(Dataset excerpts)
Start of Block
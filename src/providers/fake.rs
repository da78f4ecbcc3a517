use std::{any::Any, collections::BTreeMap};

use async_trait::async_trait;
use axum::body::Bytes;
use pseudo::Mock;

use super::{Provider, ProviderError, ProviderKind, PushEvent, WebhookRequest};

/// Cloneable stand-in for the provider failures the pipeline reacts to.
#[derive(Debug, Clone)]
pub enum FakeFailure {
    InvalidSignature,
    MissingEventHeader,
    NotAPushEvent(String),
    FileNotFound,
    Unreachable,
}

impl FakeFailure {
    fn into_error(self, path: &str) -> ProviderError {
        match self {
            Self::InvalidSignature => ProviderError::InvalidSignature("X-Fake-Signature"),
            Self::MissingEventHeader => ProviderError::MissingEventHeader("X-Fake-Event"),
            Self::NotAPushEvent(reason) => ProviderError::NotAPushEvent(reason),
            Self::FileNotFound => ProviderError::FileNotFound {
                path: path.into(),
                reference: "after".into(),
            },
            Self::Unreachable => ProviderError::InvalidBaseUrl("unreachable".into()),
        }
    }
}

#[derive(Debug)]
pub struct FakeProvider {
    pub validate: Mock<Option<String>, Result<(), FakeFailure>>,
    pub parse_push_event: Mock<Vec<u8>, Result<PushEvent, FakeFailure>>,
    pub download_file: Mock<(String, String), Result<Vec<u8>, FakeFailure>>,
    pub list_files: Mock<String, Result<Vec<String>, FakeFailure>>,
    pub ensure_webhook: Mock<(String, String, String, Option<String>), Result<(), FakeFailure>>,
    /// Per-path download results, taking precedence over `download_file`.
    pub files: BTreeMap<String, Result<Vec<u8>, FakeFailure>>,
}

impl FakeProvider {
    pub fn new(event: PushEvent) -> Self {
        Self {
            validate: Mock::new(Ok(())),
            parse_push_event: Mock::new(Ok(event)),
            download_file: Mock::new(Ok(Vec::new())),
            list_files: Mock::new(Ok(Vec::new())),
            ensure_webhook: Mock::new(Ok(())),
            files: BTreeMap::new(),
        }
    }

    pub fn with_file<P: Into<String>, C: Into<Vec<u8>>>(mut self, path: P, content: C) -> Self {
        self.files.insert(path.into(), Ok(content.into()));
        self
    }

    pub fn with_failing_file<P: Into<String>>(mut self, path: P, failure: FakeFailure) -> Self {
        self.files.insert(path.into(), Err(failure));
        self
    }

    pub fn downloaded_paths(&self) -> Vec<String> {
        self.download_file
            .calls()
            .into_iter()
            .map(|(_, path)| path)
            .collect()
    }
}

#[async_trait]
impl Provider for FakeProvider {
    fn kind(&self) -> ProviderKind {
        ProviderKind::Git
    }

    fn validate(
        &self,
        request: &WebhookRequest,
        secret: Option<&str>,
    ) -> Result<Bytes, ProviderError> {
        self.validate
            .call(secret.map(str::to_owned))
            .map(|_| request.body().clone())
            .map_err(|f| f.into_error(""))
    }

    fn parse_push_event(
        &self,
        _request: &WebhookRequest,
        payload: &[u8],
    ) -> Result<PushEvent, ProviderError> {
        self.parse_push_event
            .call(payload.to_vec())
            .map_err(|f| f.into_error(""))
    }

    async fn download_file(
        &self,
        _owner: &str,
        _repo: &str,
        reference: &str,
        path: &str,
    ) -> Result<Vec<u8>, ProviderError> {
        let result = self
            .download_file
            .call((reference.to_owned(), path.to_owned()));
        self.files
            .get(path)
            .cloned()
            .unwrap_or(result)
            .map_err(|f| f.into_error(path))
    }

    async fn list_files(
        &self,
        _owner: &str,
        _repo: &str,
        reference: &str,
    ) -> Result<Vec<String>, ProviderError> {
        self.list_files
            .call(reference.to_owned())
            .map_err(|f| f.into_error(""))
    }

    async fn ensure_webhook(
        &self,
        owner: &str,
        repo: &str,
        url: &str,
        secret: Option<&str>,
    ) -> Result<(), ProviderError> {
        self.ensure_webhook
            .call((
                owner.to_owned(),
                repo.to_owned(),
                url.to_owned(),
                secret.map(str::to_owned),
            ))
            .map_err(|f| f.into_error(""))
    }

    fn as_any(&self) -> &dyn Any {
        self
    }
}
End of Block
**YOUR ASSIGNMENT**
Using the entries, count how many lines contain the string "ProviderKind". Write only the number.

**REPLY TO THE TASK**
3